Isn’t it funny how the faceless word of blogging can give you the courage to reveal things that you haven’t told many people in your life?  This is one of those things.

My senior year of high school, I dated a very very bad man.  He was controlling, even taking a job at the same place I was working so he could keep an eye on me.  For just about the whole time he and I were “together,” he was also “going with” another girl.  A freshman.  And of course, all of her friends took it out on me.  At the same time, he was already planning my entire future.  He was emotionally abusive, threatening to kill himself if I ever left him.

It was the worst time of my life.

Yet, for some reason, I didn’t “break-up” with him.  I loved him.  Or what I perceived was love in my 17 year-old brain.  And I was terrified of what he could do.  I believed all his threats to his own safety.
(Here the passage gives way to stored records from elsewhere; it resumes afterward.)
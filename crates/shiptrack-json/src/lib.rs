//! Decoder for tracking-service location responses.
//!
//! Converts a raw JSON response into [`shiptrack_core`] reports. Pure
//! synchronous; no HTTP or database dependencies.
//!
//! # Quick start
//!
//! ```no_run
//! use shiptrack_json::Batch;
//!
//! let body = r#"{"result":"ok","found":1,"entries":[{"mmsi":"230636000"}]}"#;
//! let batch = Batch::parse(body).unwrap();
//! for report in batch.reports() {
//!   println!("{} at {:?}", report.vessel.mmsi, report.fix);
//! }
//! ```

mod decode;
pub mod error;
pub mod field;

pub use decode::{check_envelope, decode_entry};
pub use error::{Error, Result};
pub use field::{FieldReader, FieldType};
use shiptrack_core::ShipReport;

// ─── Field shortcuts ─────────────────────────────────────────────────────────

/// Read a top-level field of `document`. `None` means "not found".
pub fn read_scalar<T: FieldType>(document: &str, field: &str) -> Option<T> {
  FieldReader::parse(document).scalar(field)
}

/// Read `field` of entry `index` of `document`, defaulting when unresolved.
///
/// Parses the document on every call; use [`FieldReader`] for repeated reads.
pub fn read_entry_field<T: FieldType>(document: &str, field: &str, index: usize) -> T {
  FieldReader::parse(document).entry(index, field)
}

// ─── Batch ───────────────────────────────────────────────────────────────────

/// A validated response: the envelope said `ok` and advertised a count.
#[derive(Debug, Clone)]
pub struct Batch {
  reader: FieldReader,
  found:  usize,
}

impl Batch {
  /// Parse and validate a response body.
  pub fn parse(document: &str) -> Result<Self> {
    let reader = FieldReader::parse(document);
    let found = check_envelope(&reader)?;
    Ok(Self { reader, found })
  }

  /// The entry count advertised by the `found` field.
  pub fn found(&self) -> usize { self.found }

  /// Number of entries that will actually be decoded.
  ///
  /// Never more than the length of the `entries` array, so a miscounted
  /// `found` cannot produce phantom all-default reports.
  pub fn len(&self) -> usize {
    self.found.min(self.reader.entries_len().unwrap_or(0))
  }

  pub fn is_empty(&self) -> bool { self.len() == 0 }

  /// Decode the entry at `index`.
  pub fn report(&self, index: usize) -> ShipReport { decode_entry(&self.reader, index) }

  /// Decode every entry, in response order.
  pub fn reports(&self) -> impl Iterator<Item = ShipReport> + '_ {
    (0..self.len()).map(|index| self.report(index))
  }
}

#[cfg(test)]
mod tests {
  use chrono::{TimeZone, Utc};

  use super::*;

  /// Two vessels as the service returns them: the first entry with native
  /// numbers, the second with everything re-encoded as strings.
  const TWO_SHIPS: &str = r#"{
    "command": "get", "result": "ok", "what": "loc", "found": 2,
    "entries": [
      {
        "class": "i", "name": "WASA EXPRESS", "mmsi": 230636000, "type": "a",
        "time": 1479212440, "lasttime": 1479212440,
        "lat": 63.0855466666667, "lng": 21.5493666666667,
        "course": 284, "speed": 2.5928, "srccall": "OJQB", "dstcall": "ais",
        "comment": "VAASA-UMEA-VAASA (ETA 20161115123000)", "imo": 8000226,
        "vesselclass": 106, "navstat": 0, "heading": 218, "length": 141,
        "width": 23, "draught": 4.6, "ref_front": 23, "ref_left": 10,
        "path": "OH6AA"
      },
      {
        "class": "i", "name": "COLOMBO EXPRESS", "mmsi": "211433000", "type": "a",
        "time": "1479124931", "lasttime": "1479124931",
        "lat": "39.043765", "lng": "-74.001985",
        "course": "202.3", "speed": "13.1492", "srccall": "DIHC", "dstcall": "ais",
        "comment": "UKSOU > USNYC (ETA Nov05 09:00)", "imo": "295244",
        "vesselclass": "0", "navstat": "0", "heading": "204", "length": "336",
        "width": "42", "draught": "0.0", "ref_front": "0", "ref_left": "0",
        "path": "Spleen"
      }
    ]
  }"#;

  #[test]
  fn decodes_both_encodings() {
    let batch = Batch::parse(TWO_SHIPS).unwrap();
    assert_eq!(batch.found(), 2);
    assert_eq!(batch.len(), 2);

    let reports: Vec<_> = batch.reports().collect();

    let wasa = &reports[0];
    assert_eq!(wasa.vessel.mmsi, 230636000);
    assert_eq!(wasa.vessel.imo, 8000226);
    assert_eq!(wasa.vessel.name, "WASA EXPRESS");
    assert_eq!(wasa.vessel.heading, 218);
    assert_eq!(wasa.vessel.course, 284.0);
    assert_eq!(wasa.vessel.speed, 2.5928);
    assert_eq!(wasa.vessel.draught, 4.6);
    assert_eq!(wasa.vessel.class, 'i');
    assert_eq!(wasa.vessel.kind, 'a');
    assert_eq!(wasa.vessel.vessel_class, 106);
    assert_eq!(wasa.fix.latitude, 63.0855466666667);
    assert_eq!(wasa.fix.first_seen, Utc.timestamp_opt(1479212440, 0).unwrap());

    let colombo = &reports[1];
    assert_eq!(colombo.vessel.mmsi, 211433000);
    assert_eq!(colombo.vessel.imo, 295244);
    assert_eq!(colombo.vessel.course, 202.3);
    assert_eq!(colombo.vessel.speed, 13.1492);
    assert_eq!(colombo.vessel.length, 336.0);
    assert_eq!(colombo.vessel.path, "Spleen");
    assert_eq!(colombo.fix.latitude, 39.043765);
    assert_eq!(colombo.fix.longitude, -74.001985);
    assert_eq!(colombo.fix.last_seen, Utc.timestamp_opt(1479124931, 0).unwrap());
  }

  #[test]
  fn route_is_parsed_from_comment() {
    let batch = Batch::parse(TWO_SHIPS).unwrap();

    let wasa = batch.report(0);
    let route = wasa.route.expect("wasa has a route");
    assert_eq!(route.departure.as_deref(), Some("VAASA%"));
    assert_eq!(route.destination.as_deref(), Some("UMEA%"));

    assert_eq!(batch.report(1).route, None);
  }

  #[test]
  fn rejected_response_carries_description() {
    let err = Batch::parse(r#"{"result":"fail","description":"invalid API key"}"#)
      .unwrap_err();
    match err {
      Error::Rejected { description } => {
        assert_eq!(description.as_deref(), Some("invalid API key"));
      }
      other => panic!("unexpected error: {other}"),
    }
  }

  #[test]
  fn result_is_case_insensitive() {
    let batch = Batch::parse(r#"{"result":"OK","found":0,"entries":[]}"#).unwrap();
    assert!(batch.is_empty());
  }

  #[test]
  fn missing_found_is_an_error() {
    let err = Batch::parse(r#"{"result":"ok","entries":[]}"#).unwrap_err();
    assert!(matches!(err, Error::MissingFound));
  }

  #[test]
  fn missing_result_is_an_error() {
    let err = Batch::parse(r#"{"found":1}"#).unwrap_err();
    assert!(matches!(err, Error::MissingResult));
  }

  #[test]
  fn malformed_body_is_an_error() {
    let err = Batch::parse("<html>502 Bad Gateway</html>").unwrap_err();
    assert!(matches!(err, Error::InvalidDocument));
  }

  #[test]
  fn found_larger_than_entries_is_clamped() {
    let batch =
      Batch::parse(r#"{"result":"ok","found":3,"entries":[{"mmsi":1}]}"#).unwrap();
    assert_eq!(batch.found(), 3);
    assert_eq!(batch.len(), 1);
    assert_eq!(batch.reports().count(), 1);
  }

  #[test]
  fn shortcut_readers() {
    assert_eq!(read_scalar::<i64>(TWO_SHIPS, "found"), Some(2));
    assert_eq!(read_scalar::<i64>(TWO_SHIPS, "missing"), None);
    assert_eq!(read_entry_field::<f64>(TWO_SHIPS, "lng", 1), -74.001985);
    assert_eq!(read_entry_field::<char>(TWO_SHIPS, "missing", 1), '0');
  }
}
//! Error types for the tracking response decoder.

use thiserror::Error;

#[derive(Debug, Error)]
pub enum Error {
  #[error("response is not a JSON object")]
  InvalidDocument,

  #[error("response has no `result` field")]
  MissingResult,

  /// The service answered but refused the query.
  #[error("query rejected: {}", .description.as_deref().unwrap_or("no description"))]
  Rejected { description: Option<String> },

  #[error("response has no `found` field")]
  MissingFound,
}

pub type Result<T, E = Error> = std::result::Result<T, E>;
He was threatened by my going away to college.  As the time drew closer, he grew increasingly more controlling.  He frequently would tell me that he would not allow me to go.  I began to be worried for my safety.  But, I told him that of course we would stay together.  That I’d be home for breaks.  That he could visit me.  That we could make it work.

Then came the day of my 180 turn.

The day I knew I had to get out of the relationship.

Four days before I was to leave for college.

The day he attempted to slit his wrists – in front of me – as an attempt to get me to stay.

The day, when as I was trying to stop him from doing it, he shoved me and I fell backwards and knocked my head on the edge of the tub and blacked out for a moment.

The day I looked at him and told him he would never see me again.

The day I took control of things.

The day I turned around and walked away.

The day that potentially saved my life.

The day I have held close inside and have shared with very few.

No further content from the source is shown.